• [Aim of the task]: Look through the records and copy each line with the string "usize" in it.

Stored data
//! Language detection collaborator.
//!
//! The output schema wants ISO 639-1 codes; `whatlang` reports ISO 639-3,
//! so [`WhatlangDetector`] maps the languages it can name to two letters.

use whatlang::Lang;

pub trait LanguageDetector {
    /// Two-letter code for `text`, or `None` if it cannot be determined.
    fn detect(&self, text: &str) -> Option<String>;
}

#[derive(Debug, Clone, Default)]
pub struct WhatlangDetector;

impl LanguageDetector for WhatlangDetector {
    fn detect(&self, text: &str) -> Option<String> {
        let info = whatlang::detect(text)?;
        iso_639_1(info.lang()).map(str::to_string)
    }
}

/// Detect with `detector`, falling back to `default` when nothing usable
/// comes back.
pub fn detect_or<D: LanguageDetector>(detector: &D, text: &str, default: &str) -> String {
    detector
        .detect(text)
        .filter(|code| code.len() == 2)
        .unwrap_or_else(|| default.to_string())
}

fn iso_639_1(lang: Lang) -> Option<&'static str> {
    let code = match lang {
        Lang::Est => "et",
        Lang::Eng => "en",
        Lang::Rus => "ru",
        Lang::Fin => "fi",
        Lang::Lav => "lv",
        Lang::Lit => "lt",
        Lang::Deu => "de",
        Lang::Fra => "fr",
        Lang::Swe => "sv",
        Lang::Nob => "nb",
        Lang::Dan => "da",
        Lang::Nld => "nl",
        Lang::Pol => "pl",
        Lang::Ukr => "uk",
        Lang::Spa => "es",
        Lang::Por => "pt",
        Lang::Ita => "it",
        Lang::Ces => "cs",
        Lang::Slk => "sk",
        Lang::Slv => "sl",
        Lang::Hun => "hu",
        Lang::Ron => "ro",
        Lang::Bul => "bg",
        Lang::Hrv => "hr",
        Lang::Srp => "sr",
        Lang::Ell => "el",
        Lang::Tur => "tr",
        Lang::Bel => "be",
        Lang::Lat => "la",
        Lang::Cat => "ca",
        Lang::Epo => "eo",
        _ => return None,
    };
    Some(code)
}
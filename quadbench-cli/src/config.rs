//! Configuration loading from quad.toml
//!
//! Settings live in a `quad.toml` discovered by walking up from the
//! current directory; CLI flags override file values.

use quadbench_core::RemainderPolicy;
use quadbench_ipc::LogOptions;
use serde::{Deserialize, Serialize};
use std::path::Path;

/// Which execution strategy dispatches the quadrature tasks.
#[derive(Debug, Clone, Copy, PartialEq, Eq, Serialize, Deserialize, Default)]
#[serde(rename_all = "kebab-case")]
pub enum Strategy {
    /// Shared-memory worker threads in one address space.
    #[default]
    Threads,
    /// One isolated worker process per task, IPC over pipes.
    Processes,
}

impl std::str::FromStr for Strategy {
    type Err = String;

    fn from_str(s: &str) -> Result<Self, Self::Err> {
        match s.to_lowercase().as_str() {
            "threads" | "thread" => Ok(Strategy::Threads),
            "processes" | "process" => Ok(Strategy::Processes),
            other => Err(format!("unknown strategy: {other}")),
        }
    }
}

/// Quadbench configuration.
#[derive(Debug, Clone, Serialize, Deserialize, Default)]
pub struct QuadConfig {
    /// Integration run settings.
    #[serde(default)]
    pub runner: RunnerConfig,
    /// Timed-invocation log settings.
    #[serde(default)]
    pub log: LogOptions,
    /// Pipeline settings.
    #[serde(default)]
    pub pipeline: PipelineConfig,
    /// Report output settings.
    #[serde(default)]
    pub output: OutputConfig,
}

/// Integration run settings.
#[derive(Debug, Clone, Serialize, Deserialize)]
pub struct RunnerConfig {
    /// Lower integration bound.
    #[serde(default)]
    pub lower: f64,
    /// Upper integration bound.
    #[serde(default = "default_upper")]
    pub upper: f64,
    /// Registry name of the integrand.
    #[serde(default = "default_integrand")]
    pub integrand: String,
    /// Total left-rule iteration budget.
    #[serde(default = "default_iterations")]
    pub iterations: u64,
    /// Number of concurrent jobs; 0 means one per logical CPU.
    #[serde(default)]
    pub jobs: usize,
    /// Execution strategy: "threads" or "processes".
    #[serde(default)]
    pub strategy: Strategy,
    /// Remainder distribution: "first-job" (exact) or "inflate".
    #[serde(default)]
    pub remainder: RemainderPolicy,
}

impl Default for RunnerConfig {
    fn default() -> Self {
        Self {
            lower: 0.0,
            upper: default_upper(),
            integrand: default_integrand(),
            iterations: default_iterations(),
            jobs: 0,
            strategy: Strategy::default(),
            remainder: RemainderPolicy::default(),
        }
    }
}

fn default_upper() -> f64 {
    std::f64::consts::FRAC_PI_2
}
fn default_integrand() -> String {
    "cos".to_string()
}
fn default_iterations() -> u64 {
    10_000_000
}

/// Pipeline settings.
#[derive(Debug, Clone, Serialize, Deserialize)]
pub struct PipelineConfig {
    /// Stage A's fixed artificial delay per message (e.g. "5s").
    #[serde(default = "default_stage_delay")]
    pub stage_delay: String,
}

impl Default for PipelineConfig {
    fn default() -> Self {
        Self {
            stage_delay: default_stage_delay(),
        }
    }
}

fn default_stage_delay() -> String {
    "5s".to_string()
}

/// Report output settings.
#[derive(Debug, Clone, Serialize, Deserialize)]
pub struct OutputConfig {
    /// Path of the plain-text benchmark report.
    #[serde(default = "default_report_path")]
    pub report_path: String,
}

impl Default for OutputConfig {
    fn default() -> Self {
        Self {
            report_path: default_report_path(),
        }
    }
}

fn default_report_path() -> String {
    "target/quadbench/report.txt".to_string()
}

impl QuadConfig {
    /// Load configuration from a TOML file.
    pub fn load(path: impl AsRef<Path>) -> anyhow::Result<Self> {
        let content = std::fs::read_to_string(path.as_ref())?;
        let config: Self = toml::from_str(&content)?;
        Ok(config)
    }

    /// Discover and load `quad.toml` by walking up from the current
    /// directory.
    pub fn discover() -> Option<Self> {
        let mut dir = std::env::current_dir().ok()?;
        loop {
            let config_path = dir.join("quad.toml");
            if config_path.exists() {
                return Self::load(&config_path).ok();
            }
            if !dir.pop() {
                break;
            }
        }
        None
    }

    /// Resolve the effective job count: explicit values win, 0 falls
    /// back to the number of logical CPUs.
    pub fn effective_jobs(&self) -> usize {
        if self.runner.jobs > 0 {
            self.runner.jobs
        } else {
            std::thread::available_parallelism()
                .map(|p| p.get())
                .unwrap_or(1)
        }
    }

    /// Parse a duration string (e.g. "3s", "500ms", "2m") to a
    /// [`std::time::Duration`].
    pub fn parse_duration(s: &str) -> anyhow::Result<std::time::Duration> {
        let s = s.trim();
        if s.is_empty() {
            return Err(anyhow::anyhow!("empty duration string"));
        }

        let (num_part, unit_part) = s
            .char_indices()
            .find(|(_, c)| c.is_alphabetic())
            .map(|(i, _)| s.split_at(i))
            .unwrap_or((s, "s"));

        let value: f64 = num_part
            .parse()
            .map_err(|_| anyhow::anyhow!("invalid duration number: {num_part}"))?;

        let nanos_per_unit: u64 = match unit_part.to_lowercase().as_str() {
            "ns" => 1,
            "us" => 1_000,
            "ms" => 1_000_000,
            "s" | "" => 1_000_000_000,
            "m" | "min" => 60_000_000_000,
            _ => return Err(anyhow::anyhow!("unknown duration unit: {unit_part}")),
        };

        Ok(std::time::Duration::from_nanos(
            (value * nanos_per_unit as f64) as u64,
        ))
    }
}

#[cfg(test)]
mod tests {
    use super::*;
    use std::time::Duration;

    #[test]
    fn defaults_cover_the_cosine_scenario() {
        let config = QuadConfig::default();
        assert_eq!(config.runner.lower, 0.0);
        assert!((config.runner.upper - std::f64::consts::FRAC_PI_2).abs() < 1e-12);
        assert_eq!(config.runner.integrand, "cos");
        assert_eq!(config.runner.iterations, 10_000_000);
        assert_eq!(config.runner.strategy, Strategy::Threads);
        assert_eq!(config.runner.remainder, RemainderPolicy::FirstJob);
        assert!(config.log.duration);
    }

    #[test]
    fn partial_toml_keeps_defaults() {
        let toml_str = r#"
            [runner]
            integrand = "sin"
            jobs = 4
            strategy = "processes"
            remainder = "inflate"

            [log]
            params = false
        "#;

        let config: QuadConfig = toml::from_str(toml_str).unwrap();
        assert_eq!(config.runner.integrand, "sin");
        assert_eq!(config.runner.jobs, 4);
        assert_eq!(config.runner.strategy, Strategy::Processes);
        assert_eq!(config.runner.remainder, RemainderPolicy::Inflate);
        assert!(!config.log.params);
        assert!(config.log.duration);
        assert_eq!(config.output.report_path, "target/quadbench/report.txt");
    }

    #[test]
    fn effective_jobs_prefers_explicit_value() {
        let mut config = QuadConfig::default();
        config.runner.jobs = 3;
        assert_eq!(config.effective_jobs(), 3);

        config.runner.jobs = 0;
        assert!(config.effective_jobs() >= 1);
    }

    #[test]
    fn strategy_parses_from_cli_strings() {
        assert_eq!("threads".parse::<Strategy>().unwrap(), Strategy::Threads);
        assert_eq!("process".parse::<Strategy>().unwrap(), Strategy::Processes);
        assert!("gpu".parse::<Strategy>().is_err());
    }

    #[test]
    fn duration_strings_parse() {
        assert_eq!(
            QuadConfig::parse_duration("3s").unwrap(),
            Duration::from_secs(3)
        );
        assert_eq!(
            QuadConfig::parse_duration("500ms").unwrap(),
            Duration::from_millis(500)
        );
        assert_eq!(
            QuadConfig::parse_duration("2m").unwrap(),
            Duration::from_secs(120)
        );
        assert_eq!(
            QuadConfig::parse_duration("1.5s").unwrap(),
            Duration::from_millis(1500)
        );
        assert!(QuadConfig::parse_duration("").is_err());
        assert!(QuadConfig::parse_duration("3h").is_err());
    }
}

• [Response area]:
    pub jobs: usize,
    pub fn effective_jobs(&self) -> usize {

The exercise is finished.